Je quitte ces deux domaines, ravi d’avoir touché de près le rêve et la perfection. Comme on m’avait proposé de garder des flacons, pour que les fonds de bouteilles égayent mon dîner, j’appelle au plus vite un ami à partager ces merveilles. Et ce soir là, caprice du vin, les surprises sont au rendez-vous.
D’abord les vins sont très nettement meilleurs. Ils ont pris de l’oxygène, ce qui leur a fait du bien, et n’ont pas souffert du voyage. Le Richebourg 1965 est complètement transformé. Il est devenu accompli, brillant, et a gagné une longueur extrême. On l’a ressuscité alors que le 1964, qui avait brillé au déjeuner avait sans doute estimé qu’il en avait suffisamment montré. La Romanée Conti 1975 avait perdu toutes ses petites faiblesses et l’on comprenait vraiment tout ce qui fait le charme de ce vin. Avec mon ami, nous nous faisions la remarque qu’il s’agit d’une des plus belles bouteilles de la Romanée Conti que nous ayons bues. Comment après cela se fier aux hiérarchies écrites dans les livres ? Le Grands Echézeaux 1948 brillait encore mais légèrement moins, tout en confirmant l’extrême complexité de ces magiques vins anciens. On s’amusa à classer les vins, le 1948 étant en tête, ex aequo avec le 1965. Le 1975 venait ensuite puis le 1964, alors qu’à midi, j’aurais classé 1948, 1964, 1975, 1965. Bienheureuxles dégustateurs qui peuvent donner des jugements péremptoires et définitifs.

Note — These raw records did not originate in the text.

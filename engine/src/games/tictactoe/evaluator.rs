use super::board::{Cell, is_invalid, is_valid};
use super::lines::{LINES, Line};
use super::{Board, GameStatus, Mark};

/// Degenerate boards (length other than 9) are never won.
pub fn has_player_won<C: Cell>(player: C, board: &[C]) -> bool {
    is_valid(board) && LINES.iter().any(|line| owns_line(player, board, line))
}

/// Every cell filled. Says nothing about whether somebody also won.
pub fn is_cats_game<C: Cell>(board: &[C]) -> bool {
    is_valid(board) && board.iter().all(Cell::is_filled)
}

/// Degenerate boards count as complete: there is nothing left to play on them.
pub fn is_complete<C: Cell>(board: &[C]) -> bool {
    is_invalid(board)
        || filled_symbols(board)
            .into_iter()
            .any(|player| has_player_won(player, board))
        || is_cats_game(board)
}

pub fn all_possible_moves<C: Cell>(board: &[C]) -> Vec<usize> {
    if is_invalid(board) {
        return Vec::new();
    }

    board
        .iter()
        .enumerate()
        .filter(|(_, cell)| !cell.is_filled())
        .map(|(index, _)| index)
        .collect()
}

pub fn game_status(board: &Board) -> GameStatus {
    let cells = board.cells();
    if has_player_won(Mark::X, cells) {
        GameStatus::XWon
    } else if has_player_won(Mark::O, cells) {
        GameStatus::OWon
    } else if is_cats_game(cells) {
        GameStatus::Draw
    } else {
        GameStatus::InProgress
    }
}

fn owns_line<C: Cell>(player: C, board: &[C], line: &Line) -> bool {
    line.iter().all(|&index| board[index] == player)
}

/// Distinct filled symbols in order of first appearance.
fn filled_symbols<C: Cell>(board: &[C]) -> Vec<C> {
    let mut symbols = Vec::new();
    for &cell in board.iter().filter(|cell| cell.is_filled()) {
        if !symbols.contains(&cell) {
            symbols.push(cell);
        }
    }
    symbols
}
use clap::ValueEnum;
use serde::{Deserialize, Serialize};
use tictactoe_engine::config::{ConfigManager, FileContentConfigProvider, Validate, YamlConfigSerializer};
use tictactoe_engine::tictactoe::BotType;

const CONFIG_FILE_NAME: &str = "tictactoe_client_config.yaml";
pub const MAX_GAMES: u32 = 10_000;

fn get_config_path() -> String {
    if let Ok(exe_path) = std::env::current_exe()
        && let Some(exe_dir) = exe_path.parent()
    {
        return exe_dir.join(CONFIG_FILE_NAME).to_string_lossy().into_owned();
    }
    CONFIG_FILE_NAME.to_string()
}

pub fn get_config_manager() -> ConfigManager<FileContentConfigProvider, Config, YamlConfigSerializer> {
    ConfigManager::from_yaml_file(get_config_path())
}

#[derive(Debug, Clone, Copy, PartialEq, Eq, Serialize, Deserialize, ValueEnum)]
pub enum PlayerKind {
    Human,
    Random,
    Minimax,
}

impl PlayerKind {
    pub fn bot_type(&self) -> Option<BotType> {
        match self {
            PlayerKind::Human => None,
            PlayerKind::Random => Some(BotType::Random),
            PlayerKind::Minimax => Some(BotType::Minimax),
        }
    }
}

#[derive(Debug, PartialEq, Serialize, Deserialize, Clone)]
pub struct Config {
    pub player_x: PlayerKind,
    pub player_o: PlayerKind,
    pub games: u32,
    #[serde(default)]
    pub seed: Option<u64>,
}

impl Validate for Config {
    fn validate(&self) -> Result<(), String> {
        if self.games == 0 {
            return Err("games must be greater than 0".to_string());
        }
        if self.games > MAX_GAMES {
            return Err(format!("games must not exceed {}", MAX_GAMES));
        }
        Ok(())
    }
}

impl Default for Config {
    fn default() -> Self {
        Self {
            player_x: PlayerKind::Human,
            player_o: PlayerKind::Minimax,
            games: 1,
            seed: None,
        }
    }
}
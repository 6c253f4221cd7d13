use crate::utils::error::Result;
use csv::{ReaderBuilder, Trim};
use std::path::Path;

/// Values of `column` from CSV data with a header row.
///
/// Rows too short to have the column are skipped; an unknown column yields
/// no values.
pub fn parse_csv_column(data: &[u8], column: &str) -> Result<Vec<String>> {
    let mut reader = ReaderBuilder::new()
        .has_headers(true)
        .trim(Trim::All)
        .flexible(true)
        .from_reader(data);

    let Some(index) = reader.headers()?.iter().position(|h| h == column) else {
        tracing::warn!("⚠️ Column '{}' not found in CSV header", column);
        return Ok(Vec::new());
    };

    let mut values = Vec::new();
    for record in reader.records() {
        let record = record?;
        if let Some(value) = record.get(index) {
            values.push(value.to_string());
        }
    }
    Ok(values)
}

pub fn read_csv_column<P: AsRef<Path>>(path: P, column: &str) -> Result<Vec<String>> {
    let data = std::fs::read(path)?;
    parse_csv_column(&data, column)
}

/// Drops blanks and repeats, keeping first occurrence order.
pub fn unique_domains(values: Vec<String>) -> Vec<String> {
    let mut seen = std::collections::HashSet::new();
    values
        .into_iter()
        .filter(|v| !v.is_empty())
        .filter(|v| seen.insert(v.clone()))
        .collect()
}
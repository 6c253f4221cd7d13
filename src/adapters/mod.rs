// Adapters layer: concrete implementations for external systems (rpc, storage, files).

pub mod csv_source;
pub mod rpc;
pub mod storage;
pub mod store;

pub use rpc::RpcExpirationOracle;
pub use storage::LocalStorage;
pub use store::JsonResultStore;
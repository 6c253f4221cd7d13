use tracing_subscriber::{layer::SubscriberExt, util::SubscriberInitExt, EnvFilter};

fn default_filter(verbose: bool) -> EnvFilter {
    let fallback = if verbose {
        "ens_sniper=debug,info"
    } else {
        "ens_sniper=info"
    };
    EnvFilter::try_from_default_env().unwrap_or_else(|_| EnvFilter::new(fallback))
}

pub fn init_cli_logger(verbose: bool) {
    tracing_subscriber::registry()
        .with(default_filter(verbose))
        .with(
            tracing_subscriber::fmt::layer()
                .with_target(false)
                .with_thread_ids(false)
                .with_file(false)
                .with_line_number(false)
                .compact(),
        )
        .init();
}

/// JSON 格式，方便丟進日誌收集系統
pub fn init_json_logger(verbose: bool) {
    tracing_subscriber::registry()
        .with(default_filter(verbose))
        .with(
            tracing_subscriber::fmt::layer()
                .with_target(true)
                .with_thread_ids(false)
                .with_file(false)
                .with_line_number(false)
                .json(),
        )
        .init();
}
use super::SnipeConfig;
use crate::utils::error::Result;
use clap::Parser;

#[derive(Debug, Clone, Parser)]
#[command(name = "ens-sniper")]
#[command(about = "Find expired ENS names past their grace period and price them")]
pub struct CliConfig {
    /// Optional TOML configuration file; flags below override it
    #[arg(short, long)]
    pub config: Option<String>,

    /// CSV file with the domains to check
    #[arg(short, long)]
    pub input: Option<String>,

    /// Column of the CSV holding the domain names
    #[arg(long)]
    pub column: Option<String>,

    /// JSON file results are merged into
    #[arg(short, long)]
    pub output: Option<String>,

    #[arg(long)]
    pub batch_size: Option<usize>,

    /// Pause between batches, in milliseconds
    #[arg(long)]
    pub delay_ms: Option<u64>,

    /// Ethereum JSON-RPC endpoint (takes precedence over the Alchemy key)
    #[arg(long, env = "ENS_SNIPER_RPC_URL")]
    pub rpc_url: Option<String>,

    #[arg(long, env = "ALCHEMY_API_KEY", hide_env_values = true)]
    pub alchemy_api_key: Option<String>,

    #[arg(long)]
    pub registrar: Option<String>,

    #[arg(long)]
    pub timeout_secs: Option<u64>,

    #[arg(short, long, help = "Enable verbose output")]
    pub verbose: bool,

    #[arg(long, help = "Emit logs as JSON")]
    pub json_logs: bool,

    #[arg(long, help = "Show what would be checked without calling the RPC endpoint")]
    pub dry_run: bool,
}

impl CliConfig {
    /// Loads the TOML file (if any) and applies the flags on top.
    pub fn resolve(&self) -> Result<SnipeConfig> {
        let mut config = match &self.config {
            Some(path) => SnipeConfig::from_file(path)?,
            None => SnipeConfig::default(),
        };
        self.apply_overrides(&mut config);
        Ok(config)
    }

    pub fn apply_overrides(&self, config: &mut SnipeConfig) {
        if let Some(input) = &self.input {
            config.source.input_path = input.clone();
        }
        if let Some(column) = &self.column {
            config.source.domain_column = column.clone();
        }
        if let Some(output) = &self.output {
            config.output.path = output.clone();
        }
        if let Some(size) = self.batch_size {
            config.batch.size = size;
        }
        if let Some(delay) = self.delay_ms {
            config.batch.pacing_delay_ms = delay;
        }
        if let Some(url) = &self.rpc_url {
            config.rpc.url = Some(url.clone());
        }
        if let Some(key) = &self.alchemy_api_key {
            config.rpc.alchemy_api_key = Some(key.clone());
        }
        if let Some(registrar) = &self.registrar {
            config.rpc.registrar_address = registrar.clone();
        }
        if let Some(timeout) = self.timeout_secs {
            config.rpc.timeout_seconds = timeout;
        }
    }
}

J’ai ouvert au cours de ce même dîner une bouteille de Rausan Ségla 1924 du même lot que la bouteille bue quelques jours plus tôt (voir ci-dessus). Elle apparut brillante, sans trace de blessure, et trouvait toute sa place à coté des vins du Domaine.
Pour finir ce dîner où les vins du midi étaient devenus nettement plus brillants, je voulais porter un toast en hommage à mes hôtes du Domaine. Ce fut avec une Fine Bourgogne du Domaine de la Romanée Conti 1979, sensuel alcool qui mettait un point final à une journée de rêve absolu.